START WORKING DATA

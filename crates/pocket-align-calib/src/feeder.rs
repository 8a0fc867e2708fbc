use pocket_align_core::Location;
use serde::{Deserialize, Serialize};

use crate::machine::Part;

/// Named mounting slot a feeder sits in.
#[derive(Clone, Debug, PartialEq, Serialize, Deserialize)]
pub struct Slot {
    pub name: String,
    pub location: Location,
}

/// Feeder as far as calibration is concerned.
///
/// Calibration rewrites `location` (or the slot's location), `offset` and
/// `enabled`; every other field is read-only here.
#[derive(Clone, Debug, PartialEq, Serialize, Deserialize)]
pub struct Feeder {
    pub id: String,
    pub name: String,
    #[serde(default)]
    pub part: Option<Part>,
    pub location: Location,
    /// Pocket position relative to the base location.
    #[serde(default)]
    pub offset: Option<Location>,
    #[serde(default)]
    pub enabled: bool,
    #[serde(default)]
    pub slot: Option<Slot>,
}

/// Which record a fiducial refinement was written to.
#[derive(Clone, Copy, Debug, PartialEq, Eq)]
pub enum BaseTarget {
    Slot,
    Feeder,
}

impl Feeder {
    pub fn new(id: impl Into<String>, name: impl Into<String>, location: Location) -> Self {
        Self {
            id: id.into(),
            name: name.into(),
            part: None,
            location,
            offset: None,
            enabled: false,
            slot: None,
        }
    }

    pub fn display_name(&self) -> &str {
        if self.name.is_empty() {
            "Unnamed"
        } else {
            &self.name
        }
    }

    /// Slot location for slot-mounted feeders, the feeder's own otherwise.
    pub fn base_location(&self) -> Location {
        self.slot
            .as_ref()
            .map_or(self.location, |slot| slot.location)
    }

    /// Where the camera looks for the pocket: base plus the current offset.
    pub fn search_location(&self) -> Location {
        self.base_location() + self.offset.unwrap_or(Location::ORIGIN)
    }

    /// Write a refined X/Y to the slot (or the feeder when it has none),
    /// keeping the record's Z and rotation.
    pub fn set_base_xy(&mut self, found: &Location) -> BaseTarget {
        match self.slot.as_mut() {
            Some(slot) => {
                slot.location = slot.location.with_xy(found.x, found.y);
                BaseTarget::Slot
            }
            None => {
                self.location = self.location.with_xy(found.x, found.y);
                BaseTarget::Feeder
            }
        }
    }
}

/// Enabled feeders whose name contains `name_filter` (all enabled ones when
/// the filter is `None` or empty), in their original order.
pub fn select_feeders(feeders: &[Feeder], name_filter: Option<&str>) -> Vec<Feeder> {
    let filter = name_filter.filter(|f| !f.is_empty());
    feeders
        .iter()
        .filter(|f| f.enabled)
        .filter(|f| filter.is_none_or(|needle| f.name.contains(needle)))
        .cloned()
        .collect()
}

END WORKING DATA

The answer must consist of each line in the entries above that includes "impl".

EXERCISE ANSWER —
impl Feeder {
    pub fn new(id: impl Into<String>, name: impl Into<String>, location: Location) -> Self {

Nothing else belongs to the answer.